Dans cet album encore,
Opeth nous livre une diversité hors du commun, passant de titres lyriques et oniriques à des morceaux beaucoup plus directs et agressifs (Cusp of
Eternity,
Moon Above, Sun Below), ou encore assez techniques (Goblin). Les ambiances diffèrent également tout au long de l’album,
Voice Of Treason nous livrant une partie de violon assez inquiétante et Goblin un rythme plus jazz. Néanmoins, les titres suivent un même schéma global : tous ont pour but de recréer une sorte d’aventure (aventure de la vie ?). Ainsi, on retrouve des chœurs féminins et fluides sur de nombreux titres tels
Eternal Rains
Will Come, Cusp Of
Eternity ou encore
Faith In
Others, ayant pour but d’insuffler un souffle épique renforcé par la structure mêmes des titres, avant de se clore par des solos nous envoyant dans un béatitude totale.
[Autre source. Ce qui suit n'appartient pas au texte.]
//! Test: renderer pipelines, headless mode and template engines

use crate::helpers::*;
use brick_runtime::bricks::builtin::{DisplayTemporaryInfoBrick, HtmlRendererBrick};
use brick_runtime::core::{ApiVersion, ExecutionStatus};
use brick_runtime::errors::PipelineError;
use brick_runtime::platform::{HeadlessPlatform, PlatformCapability};
use serde_json::json;
use std::sync::Arc;

fn panel_engine() -> brick_runtime::execution::ExecutionEngine {
    engine_with(vec![]).with_platform(Arc::new(HeadlessPlatform::with_capabilities(vec![
        PlatformCapability::State,
        PlatformCapability::PanelHost,
    ])))
}

#[tokio::test]
async fn test_temporary_display_captures_renderer() {
    let engine = panel_engine();
    let body = vec![step(HtmlRendererBrick::ID).with_arg("html", mustache("<p>{{ @input.name }}</p>"))];
    let steps = vec![step(DisplayTemporaryInfoBrick::ID)
        .with_arg("title", "Greeting")
        .with_arg("body", pipeline(body))];

    let report = run(&engine, steps, json!({"name": "Ada"})).await;

    let result = report.result.unwrap();
    assert_eq!(result["title"], json!("Greeting"));
    assert_eq!(result["payload"]["brickId"], json!(HtmlRendererBrick::ID));
    assert_eq!(result["payload"]["args"], json!({"html": "<p>Ada</p>"}));
    assert_eq!(report.state.status, ExecutionStatus::Completed);
}

#[tokio::test]
async fn test_body_without_renderer_is_business_error() {
    let engine = panel_engine();
    let steps = vec![step(DisplayTemporaryInfoBrick::ID)
        .with_arg("body", pipeline(vec![identity(json!({"plain": true}))]))];

    let report = run(&engine, steps, json!({})).await;

    match report.result {
        Err(PipelineError::Business(err)) => {
            assert_eq!(err.message, "Pipeline does not include a renderer")
        }
        other => panic!("expected business error, got {:?}", other),
    }
    assert_eq!(report.state.status, ExecutionStatus::Failed);
}

#[tokio::test]
async fn test_display_needs_panel_host() {
    let engine = engine_with(vec![]);
    let steps = vec![step(DisplayTemporaryInfoBrick::ID)
        .with_arg("body", pipeline(vec![step(HtmlRendererBrick::ID).with_arg("html", "hi")]))];

    let report = run(&engine, steps, json!({})).await;

    assert!(matches!(
        report.result,
        Err(PipelineError::PlatformCapabilityNotAvailable { .. })
    ));
    assert!(report.trace.is_empty());
}

#[tokio::test]
async fn test_headless_run_interrupts_at_renderer() {
    let engine = engine_with(vec![]);
    let options = engine.run_options().with_headless(true);
    let steps = vec![
        identity(json!({"name": var("@input.name")})).with_output_key("data"),
        step(HtmlRendererBrick::ID).with_arg("html", mustache("<b>{{ @data.name }}</b>")),
        identity(json!({"never": true})),
    ];

    let report = run_with(&engine, steps, json!({"name": "Ada"}), options).await;

    match &report.result {
        Err(PipelineError::HeadlessMode(signal)) => {
            assert_eq!(signal.brick_id.as_str(), HtmlRendererBrick::ID);
            assert_eq!(signal.args, json!({"html": "<b>Ada</b>"}));
        }
        other => panic!("expected headless signal, got {:?}", other),
    }
    assert_eq!(report.state.status, ExecutionStatus::Interrupted);
    assert_eq!(report.trace.len(), 2);
}

#[tokio::test]
async fn test_renderer_runs_when_not_headless() {
    let engine = engine_with(vec![]);
    let steps = vec![step(HtmlRendererBrick::ID).with_arg("html", "<hr>")];

    let report = run(&engine, steps, json!({})).await;

    assert_eq!(report.result, Ok(json!({"html": "<hr>"})));
}

#[tokio::test]
async fn test_nunjucks_filters_and_control() {
    let engine = engine_with(vec![]);
    let template = "{% for item in @input.items %}{{ item | upper }}{% if not loop.last %}, {% endif %}{% endfor %}";
    let steps = vec![identity(json!({
        "list": nunjucks(template),
        "count": nunjucks("{{ @input.items | length }}"),
        "fallback": nunjucks("{{ @input.missing | default('none') }}"),
    }))];

    let report = run(&engine, steps, json!({"items": ["a", "b", "c"]})).await;

    assert_eq!(
        report.result,
        Ok(json!({"list": "A, B, C", "count": "3", "fallback": "none"}))
    );
}

/// v1 escapes HTML in interpolations, v3 does not
///
/// A lone `{{ path }}` returns the raw value under either version.
#[tokio::test]
async fn test_autoescape_depends_on_version() {
    let engine = engine_with(vec![]);
    let steps = vec![identity(json!({"out": mustache("Value: {{ @input.html }}")}))];
    let input = json!({"html": "<i>x</i>"});

    let v1 = run_with(
        &engine,
        steps.clone(),
        input.clone(),
        engine.run_options().with_api_version(ApiVersion::V1),
    )
    .await;
    assert_eq!(v1.result, Ok(json!({"out": "Value: &lt;i&gt;x&lt;/i&gt;"})));

    let v3 = run(&engine, steps, input.clone()).await;
    assert_eq!(v3.result, Ok(json!({"out": "Value: <i>x</i>"})));

    let raw = vec![identity(json!({"out": mustache("{{ @input.html }}")}))];
    let v1_raw = run_with(
        &engine,
        raw,
        input,
        engine.run_options().with_api_version(ApiVersion::V1),
    )
    .await;
    assert_eq!(v1_raw.result, Ok(json!({"out": "<i>x</i>"})));
}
L’indépendance des titres fait que nous vivons à chaque commencement une nouvelle aventure, et à chaque fin une sorte de nostalgie... Toutefois, nous sommes directement happés par le titre suivant et c’est cela qui fait la force d’
Opeth : arriver à faire d’un album une globalité à partir d’une multitude de différences. La qualité indéniable de l’enregistrement (chez Roadrunner Records) ajoute encore à cela. Chaque instrument se démarque en effet des autres, créant des compositions complètement claires et équilibrées : ni les voix, ni les guitares ne prennent le dessus sur les autres instruments. L’enregistrement au plus près de ceux-ci rend la production finale totalement immersive.
Enfin, l’album se clôt par un long titre de près de 8 minutes :
Faith In
Others. La voix de Mikael se fait à la fois forte et sensible, les riffs sont puissants, les claviers et les cordes créent une atmosphère grandiose et épique. Tout en montée en puissance et en évasion pure, ce titre s’avère être l’apogée de ce qu’a voulu nous présenter
Opeth dans cet album. Afin d’accroître cette évasion, je vous conseille de lire "La Quête" de Robert Lyndon parallèlement à l’écoute de l’album : Lieux rustiques et moyenâgeux, aventures et cavalcades, tout y est. Les paysages étant représentés par les ambiances, on peut ainsi penser aux landes brumeuses d’Ecosse, aux forêts sombres et sauvages du Nord ou aux massifs majestueux des Alpes Scandinaves. Les péripéties pouvant être modélisées par les incessants changements de rythmes, cet album continue donc en quelque sorte ce qui avait été amorcé avec
Heritage.
Mais il est temps de conclure. Et je compte terminer cet éloge simplement. Cette nouvelle offrande d’
Opeth n’est peut-être pas leur chef-d’œuvre ultime, mais la précision chirurgicale, ainsi que l’immense travail réalisé nous montrent que les Suédois nous livrent toujours des productions de qualité car, à chaque fois, ils dominent totalement leur sujet.